Nous n’avons pas été entendus non plus sur certains amendements votés à l’unanimité ou presque du Sénat. Je pense au maintien du prêt à taux zéro pour l’ensemble du territoire ou à l’exonération des sommes misées au titre du loto du patrimoine. Voilà un bel exemple de bêtise technocratique, qui consiste à taxer d’une main pour redonner de l’autre. Franchement, qui décide des arbitrages dans ce pays ? Les Pays-Bas et le Royaume-Uni ont sauvé leur patrimoine grâce à des lotos exonérés de taxes. Nous avions l’occasion de dégager des sommes importantes pour le patrimoine rural, là où les besoins sont les plus importants. Mais, par une vision totalement déconnectée et technocratique, l’Assemblée nationale et le Gouvernement n’ont pas voulu retenir l’amendement voté à la quasi-unanimité du Sénat.
Je pense également à la lutte contre l’arbitrage des dividendes. Comme vous le savez, monsieur le secrétaire d’État, nous avons une divergence sur la notion de « fraude aux dividendes » dans les dispositifs reposant sur les non-résidents. Vous considérez que les dispositions des conventions fiscales s’imposent ; nous n’avons pas la même analyse et nous avons, sur ce point encore, une divergence fondamentale.

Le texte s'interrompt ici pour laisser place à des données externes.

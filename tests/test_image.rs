// tests/test_image.rs — Integration tests for the host Image<T> container.
//
// These run with `cargo test --test test_image`.
// Unlike unit tests (inside #[cfg(test)] mod tests {}), integration tests
// live in tests/ and can only access the crate's public API — a good check
// that the public surface is usable.

use depth_inpaint::image::{Image, Rgba};

// ===== Construction & basic access =====

#[test]
fn image_new_zero_initialized() {
    let img: Image<f32> = Image::new(100, 50);
    assert_eq!(img.width(), 100);
    assert_eq!(img.height(), 50);
    assert_eq!(img.get(0, 0), 0.0);
    assert_eq!(img.get(99, 49), 0.0);
}

#[test]
fn image_set_get_consistency() {
    let mut img: Image<u32> = Image::new(10, 10);
    // Write a checkerboard pattern.
    for y in 0..10 {
        for x in 0..10 {
            img.set(x, y, ((x + y) % 2) as u32);
        }
    }
    for y in 0..10 {
        for x in 0..10 {
            assert_eq!(img.get(x, y), ((x + y) % 2) as u32, "mismatch at ({x}, {y})");
        }
    }
}

#[test]
fn image_from_vec_layout() {
    // 3×2 image, row-major:
    //  [10, 20, 30]
    //  [40, 50, 60]
    let img = Image::from_vec(3, 2, vec![10.0f32, 20.0, 30.0, 40.0, 50.0, 60.0]);
    assert_eq!(img.get(0, 0), 10.0);
    assert_eq!(img.get(2, 0), 30.0);
    assert_eq!(img.get(0, 1), 40.0);
    assert_eq!(img.get(2, 1), 60.0);
}

#[test]
fn rgba_pixels_round_trip() {
    let mut img: Image<Rgba> = Image::new(4, 4);
    img.set(1, 2, [0.1, 0.2, 0.3, 0.0]);
    assert_eq!(img.get(1, 2), [0.1, 0.2, 0.3, 0.0]);
    assert_eq!(img.get(0, 0), [0.0; 4]);
}

// ===== Stride (host-pitched layout) =====

#[test]
fn image_stride_does_not_affect_pixel_access() {
    // Width 3, stride 8 — lots of padding.
    let mut img: Image<f32> = Image::new_with_stride(3, 2, 8);
    img.set(0, 0, 1.0);
    img.set(2, 0, 2.0);
    img.set(0, 1, 3.0);
    img.set(2, 1, 4.0);

    assert_eq!(img.get(2, 1), 4.0);
    // Row slices are `width` long, not `stride` long.
    assert_eq!(img.row(0), &[1.0, 0.0, 2.0]);
    assert_eq!(img.buffer_len(), 16);
}

#[test]
fn equality_ignores_padding() {
    let packed = Image::from_vec(2, 2, vec![1u32, 2, 3, 4]);
    let pitched = Image::from_vec_with_stride(2, 2, 3, vec![1u32, 2, 77, 3, 4, 88]);
    assert_eq!(packed, pitched);
    assert_eq!(pitched.to_contiguous().stride(), 2);
    assert_eq!(pitched.to_contiguous().as_slice(), packed.as_slice());
}

#[test]
fn pixels_iterator_skips_padding() {
    let img = Image::from_vec_with_stride(2, 2, 4, vec![1u32, 2, 9, 9, 3, 4, 9, 9]);
    let collected: Vec<(usize, usize, u32)> = img.pixels().collect();
    assert_eq!(collected, vec![(0, 0, 1), (1, 0, 2), (0, 1, 3), (1, 1, 4)]);
}

#[test]
fn scaled_multiplies_every_pixel() {
    let img = Image::from_vec(2, 1, vec![1.5f32, -2.0]);
    assert_eq!(img.scaled(2.0), Image::from_vec(2, 1, vec![3.0, -4.0]));
}

#[test]
fn same_size_ignores_type_and_stride() {
    let a: Image<f32> = Image::new(5, 3);
    let b: Image<Rgba> = Image::new_with_stride(5, 3, 9);
    let c: Image<u32> = Image::new(3, 5);
    assert!(a.same_size(&b));
    assert!(!a.same_size(&c));
}

// ===== Contract violations =====

#[test]
#[should_panic(expected = "out of bounds")]
fn out_of_bounds_get_panics() {
    let img: Image<f32> = Image::new(4, 4);
    img.get(4, 0);
}

#[test]
#[should_panic(expected = "must be >= width")]
fn stride_smaller_than_width_panics() {
    let _: Image<f32> = Image::new_with_stride(8, 2, 4);
}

Vous le voyez, monsieur le secrétaire d’État, monsieur le président de la commission des finances, mes chers collègues, les sujets de désaccord entre les deux assemblées restent nombreux. Même si le Sénat rétablissait son texte, je ne pense pas que cette nouvelle lecture serait de nature à faire évoluer le Gouvernement ni l’Assemblée nationale. Nous serions surtout dans une situation totalement paradoxale, avec un télescopage du projet de loi de finances et du texte que nous allons examiner vendredi, lequel va remettre en cause les grands équilibres, avec 6 milliards d’euros de dépenses supplémentaires.
La logique aurait voulu que l’on travaille sur un projet de loi de finances rectificative.
Je vous pose donc la question, monsieur le secrétaire d’État : un collectif budgétaire sera-t-il bientôt déposé ?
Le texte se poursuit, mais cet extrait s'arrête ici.